Antidepressant-free unipolar melancholic depressed patients (at least stage 2
treatment-resistant) will be selected by a certified psychiatrist, who will administer
(semi-)structured clinical interviews. Because concomitant antidepressant treatment can
confound outcome results, all patients will go through a medication washout before entering
the study and they will be free from any antidepressant, neuroleptic and mood stabilizer for
at least two weeks before entering the treatment protocol. Only habitual benzodiazepine
agents will be allowed.
STEP 1: Patients will be treated with in total 20 accelerated intermittent Theta Burst
Stimulation (aiTBS) sessions (3000 pulses/session) over the left dorsolateral prefrontal
cortex, which will be spread over 4 days. On each stimulation day, a given patient will
receive 5 sessions with a between-session delay of 15 minutes. Patients will be randomized to
receive either the real aiTBS or sham treatment (first week). However, the sham group will
receive real aiTBS treatment with 10 days' time interval. The investigators expect that real
aiTBS treatment and not sham will result in a significant and clinical meaningful response.

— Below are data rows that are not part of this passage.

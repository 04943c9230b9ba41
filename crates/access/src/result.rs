//! Access results: a three-valued verdict plus the metadata needed to cache it.

use std::collections::BTreeSet;

use serde::{Deserialize, Serialize};

use accessdep_core::{Account, Permission};

use crate::error::{AccessDenied, ParseVerdictError};

/// Cache context that varies a result by the account's permissions.
pub const PERMISSIONS_CACHE_CONTEXT: &str = "user.permissions";

/// Outcome of an access check.
#[derive(Debug, Clone, Copy, PartialEq, Eq, Hash, Serialize, Deserialize)]
#[serde(rename_all = "snake_case")]
pub enum Verdict {
    Allowed,
    Neutral,
    Forbidden,
}

impl Verdict {
    pub fn as_str(&self) -> &'static str {
        match self {
            Self::Allowed => "allowed",
            Self::Neutral => "neutral",
            Self::Forbidden => "forbidden",
        }
    }
}

impl core::fmt::Display for Verdict {
    fn fmt(&self, f: &mut core::fmt::Formatter<'_>) -> core::fmt::Result {
        f.write_str(self.as_str())
    }
}

impl core::str::FromStr for Verdict {
    type Err = ParseVerdictError;

    fn from_str(s: &str) -> Result<Self, Self::Err> {
        match s.trim().to_ascii_lowercase().as_str() {
            "allowed" => Ok(Self::Allowed),
            "neutral" => Ok(Self::Neutral),
            "forbidden" => Ok(Self::Forbidden),
            _ => Err(ParseVerdictError(s.to_string())),
        }
    }
}

/// How long a result may be cached.
#[derive(Debug, Clone, Copy, Default, PartialEq, Eq, Hash, Serialize, Deserialize)]
#[serde(rename_all = "snake_case")]
pub enum MaxAge {
    #[default]
    Permanent,
    Seconds(u32),
}

impl MaxAge {
    /// The stricter of two lifetimes.
    pub fn min(self, other: MaxAge) -> MaxAge {
        match (self, other) {
            (MaxAge::Permanent, other) | (other, MaxAge::Permanent) => other,
            (MaxAge::Seconds(a), MaxAge::Seconds(b)) => MaxAge::Seconds(a.min(b)),
        }
    }
}

/// Cacheability metadata carried by every [`AccessResult`].
///
/// Contexts name the request dimensions the result varies by, tags name the
/// data whose invalidation must invalidate the result.
#[derive(Debug, Clone, Default, PartialEq, Eq, Serialize, Deserialize)]
pub struct Cacheability {
    pub contexts: BTreeSet<String>,
    pub tags: BTreeSet<String>,
    pub max_age: MaxAge,
}

impl Cacheability {
    /// Union of contexts and tags, minimum of the max-ages.
    pub fn merge(mut self, other: &Cacheability) -> Cacheability {
        self.contexts.extend(other.contexts.iter().cloned());
        self.tags.extend(other.tags.iter().cloned());
        self.max_age = self.max_age.min(other.max_age);
        self
    }
}

/// Result of evaluating access for an operation.
///
/// A value type: builders consume `self` and return a new result.
#[derive(Debug, Clone, PartialEq, Eq, Serialize)]
pub struct AccessResult {
    verdict: Verdict,
    #[serde(skip_serializing_if = "Option::is_none")]
    reason: Option<String>,
    cacheability: Cacheability,
}

impl AccessResult {
    fn with_verdict(verdict: Verdict, reason: Option<String>) -> Self {
        Self {
            verdict,
            reason,
            cacheability: Cacheability::default(),
        }
    }

    pub fn allowed() -> Self {
        Self::with_verdict(Verdict::Allowed, None)
    }

    /// No opinion. The reason, if any, explains what would have been needed.
    pub fn neutral(reason: impl Into<Option<String>>) -> Self {
        Self::with_verdict(Verdict::Neutral, reason.into())
    }

    pub fn forbidden(reason: impl Into<Option<String>>) -> Self {
        Self::with_verdict(Verdict::Forbidden, reason.into())
    }

    /// Allowed when `condition` holds, neutral otherwise.
    pub fn allowed_if(condition: bool) -> Self {
        if condition {
            Self::allowed()
        } else {
            Self::neutral(None)
        }
    }

    /// Forbidden with `reason` when `condition` holds, neutral otherwise.
    pub fn forbidden_if(condition: bool, reason: impl Into<String>) -> Self {
        if condition {
            Self::forbidden(Some(reason.into()))
        } else {
            Self::neutral(None)
        }
    }

    /// Allowed when the account holds `permission`.
    ///
    /// Varies by the account's permissions, so the result carries the
    /// [`PERMISSIONS_CACHE_CONTEXT`] cache context either way.
    pub fn allowed_if_has_permission(account: &Account, permission: &Permission) -> Self {
        let result = if account.has_permission(permission) {
            Self::allowed()
        } else {
            Self::neutral(Some(format!("The '{permission}' permission is required.")))
        };
        result.add_cache_context(PERMISSIONS_CACHE_CONTEXT)
    }

    pub fn verdict(&self) -> Verdict {
        self.verdict
    }

    pub fn reason(&self) -> Option<&str> {
        self.reason.as_deref()
    }

    pub fn cacheability(&self) -> &Cacheability {
        &self.cacheability
    }

    pub fn is_allowed(&self) -> bool {
        self.verdict == Verdict::Allowed
    }

    pub fn is_neutral(&self) -> bool {
        self.verdict == Verdict::Neutral
    }

    pub fn is_forbidden(&self) -> bool {
        self.verdict == Verdict::Forbidden
    }

    /// Same verdict and cacheability, reason dropped.
    pub fn without_reason(mut self) -> Self {
        self.reason = None;
        self
    }

    pub fn add_cache_context(mut self, context: impl Into<String>) -> Self {
        self.cacheability.contexts.insert(context.into());
        self
    }

    pub fn add_cache_tag(mut self, tag: impl Into<String>) -> Self {
        self.cacheability.tags.insert(tag.into());
        self
    }

    pub fn with_max_age(mut self, max_age: MaxAge) -> Self {
        self.cacheability.max_age = max_age;
        self
    }

    /// AND composition.
    ///
    /// - either operand forbidden: the first forbidden operand wins
    /// - both allowed: allowed
    /// - otherwise neutral, with the first neutral operand's reason
    ///
    /// When both operands share the winning verdict and the first has no
    /// reason, the second one's reason is used. Cacheability of both operands
    /// is always merged.
    pub fn and_if(self, other: AccessResult) -> AccessResult {
        let cacheability = self.cacheability.merge(&other.cacheability);
        let (verdict, reason) = match (self.verdict, other.verdict) {
            (Verdict::Forbidden, Verdict::Forbidden) => {
                (Verdict::Forbidden, self.reason.or(other.reason))
            }
            (Verdict::Forbidden, _) => (Verdict::Forbidden, self.reason),
            (_, Verdict::Forbidden) => (Verdict::Forbidden, other.reason),
            (Verdict::Allowed, Verdict::Allowed) => (Verdict::Allowed, None),
            (Verdict::Neutral, Verdict::Neutral) => (Verdict::Neutral, self.reason.or(other.reason)),
            (Verdict::Neutral, _) => (Verdict::Neutral, self.reason),
            (_, Verdict::Neutral) => (Verdict::Neutral, other.reason),
        };

        AccessResult {
            verdict,
            reason,
            cacheability,
        }
    }

    /// Translate into a hard failure: only an allowed result is `Ok`.
    pub fn into_result(self) -> Result<(), AccessDenied> {
        match self.verdict {
            Verdict::Allowed => Ok(()),
            Verdict::Forbidden => Err(AccessDenied::Forbidden {
                reason: self.reason,
            }),
            Verdict::Neutral => Err(AccessDenied::NotAllowed {
                reason: self.reason,
            }),
        }
    }
}

impl From<bool> for AccessResult {
    fn from(value: bool) -> Self {
        Self::allowed_if(value)
    }
}

#[cfg(test)]
mod tests {
    use super::*;

    #[test]
    fn forbidden_wins_over_everything() {
        let result = AccessResult::neutral(Some("I have no opinion".to_string()))
            .and_if(AccessResult::forbidden(Some("Because I said so".to_string())));
        assert!(result.is_forbidden());
        assert_eq!(result.reason(), Some("Because I said so"));

        let result = AccessResult::allowed().and_if(AccessResult::forbidden(None));
        assert!(result.is_forbidden());
    }

    #[test]
    fn first_forbidden_reason_is_kept() {
        let result = AccessResult::forbidden(Some("first".to_string()))
            .and_if(AccessResult::forbidden(Some("second".to_string())));
        assert_eq!(result.reason(), Some("first"));
    }

    #[test]
    fn missing_first_reason_falls_back_to_second() {
        let result = AccessResult::forbidden(None)
            .and_if(AccessResult::forbidden(Some("Because I said so".to_string())));
        assert!(result.is_forbidden());
        assert_eq!(result.reason(), Some("Because I said so"));

        let result = AccessResult::neutral(None)
            .and_if(AccessResult::neutral(Some("I have no opinion".to_string())));
        assert!(result.is_neutral());
        assert_eq!(result.reason(), Some("I have no opinion"));

        // A reasonless forbidden operand still beats a neutral one's reason.
        let result = AccessResult::forbidden(None)
            .and_if(AccessResult::neutral(Some("I have no opinion".to_string())));
        assert!(result.is_forbidden());
        assert_eq!(result.reason(), None);
    }

    #[test]
    fn allowed_requires_both_operands() {
        assert!(AccessResult::allowed().and_if(AccessResult::allowed()).is_allowed());

        let result = AccessResult::allowed().and_if(AccessResult::neutral(Some("nope".to_string())));
        assert!(result.is_neutral());
        assert_eq!(result.reason(), Some("nope"));
    }

    #[test]
    fn and_if_merges_cacheability() {
        let a = AccessResult::allowed()
            .add_cache_context("workspace")
            .with_max_age(MaxAge::Seconds(60));
        let b = AccessResult::neutral(None)
            .add_cache_context("user.permissions")
            .add_cache_tag("workspace:vultures")
            .with_max_age(MaxAge::Seconds(30));

        let combined = a.and_if(b);
        let contexts: Vec<_> = combined.cacheability().contexts.iter().map(String::as_str).collect();
        assert_eq!(contexts, ["user.permissions", "workspace"]);
        assert!(combined.cacheability().tags.contains("workspace:vultures"));
        assert_eq!(combined.cacheability().max_age, MaxAge::Seconds(30));
    }

    #[test]
    fn max_age_min_prefers_finite_lifetimes() {
        assert_eq!(MaxAge::Permanent.min(MaxAge::Seconds(5)), MaxAge::Seconds(5));
        assert_eq!(MaxAge::Seconds(5).min(MaxAge::Permanent), MaxAge::Seconds(5));
        assert_eq!(MaxAge::Permanent.min(MaxAge::Permanent), MaxAge::Permanent);
    }

    #[test]
    fn permission_check_varies_by_permissions() {
        let permission = Permission::new("view own workspace");
        let account = Account::anonymous();

        let result = AccessResult::allowed_if_has_permission(&account, &permission);
        assert!(result.is_neutral());
        assert_eq!(result.reason(), Some("The 'view own workspace' permission is required."));
        assert!(result.cacheability().contexts.contains(PERMISSIONS_CACHE_CONTEXT));

        let account = account.with_permission(permission.clone());
        let result = AccessResult::allowed_if_has_permission(&account, &permission);
        assert!(result.is_allowed());
        assert!(result.cacheability().contexts.contains(PERMISSIONS_CACHE_CONTEXT));
    }

    #[test]
    fn conditional_constructors() {
        assert!(AccessResult::allowed_if(true).is_allowed());
        assert!(AccessResult::allowed_if(false).is_neutral());
        assert!(AccessResult::from(true).is_allowed());

        let result = AccessResult::forbidden_if(true, "locked");
        assert!(result.is_forbidden());
        assert_eq!(result.reason(), Some("locked"));
        assert!(AccessResult::forbidden_if(false, "locked").is_neutral());
    }

    #[test]
    fn into_result_only_passes_allowed() {
        assert!(AccessResult::allowed().into_result().is_ok());
        assert_eq!(
            AccessResult::forbidden(Some("Because I said so".to_string())).into_result(),
            Err(AccessDenied::Forbidden {
                reason: Some("Because I said so".to_string())
            })
        );
        assert!(matches!(
            AccessResult::neutral(None).into_result(),
            Err(AccessDenied::NotAllowed { reason: None })
        ));
    }

    #[test]
    fn verdict_parses_case_insensitively() {
        assert_eq!(" Forbidden ".parse::<Verdict>().unwrap(), Verdict::Forbidden);
        assert_eq!("neutral".parse::<Verdict>().unwrap(), Verdict::Neutral);
        assert_eq!("maybe".parse::<Verdict>(), Err(ParseVerdictError("maybe".to_string())));
    }

    #[test]
    fn serializes_for_audit() {
        let result = AccessResult::forbidden(Some("Because I said so".to_string()))
            .add_cache_tag("workspace:gravity");
        let json = serde_json::to_value(&result).unwrap();
        assert_eq!(json["verdict"], "forbidden");
        assert_eq!(json["reason"], "Because I said so");
        assert_eq!(json["cacheability"]["tags"][0], "workspace:gravity");
        assert_eq!(json["cacheability"]["max_age"], "permanent");

        let json = serde_json::to_value(AccessResult::allowed()).unwrap();
        assert!(json.get("reason").is_none());
    }
}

STEP 2: To optimize treatment and reduce relapse following the iTBS treatment, in a stepped
care approach, all patients then continue with cognitive control training (CCT) ten days
later. This CCT consists of 20 sessions, spread over 4 weeks. Patients will be randomized to
receive either real CCT or a control training. During this follow-up treatment, all patients
will be prescribed antidepressant medication (SSRI) again. As iTBS treatment effects are
known to decline over time, the investigators expect that combining aiTBS with a follow-up
CCT therapy will stabilize the clinical effects over time compared to receiving the iTBS
treatment alone.
For baseline comparisons, patients will be closely matched for gender and age with
never-depressed, medication-free healthy volunteers. No volunteer will undergo treatment.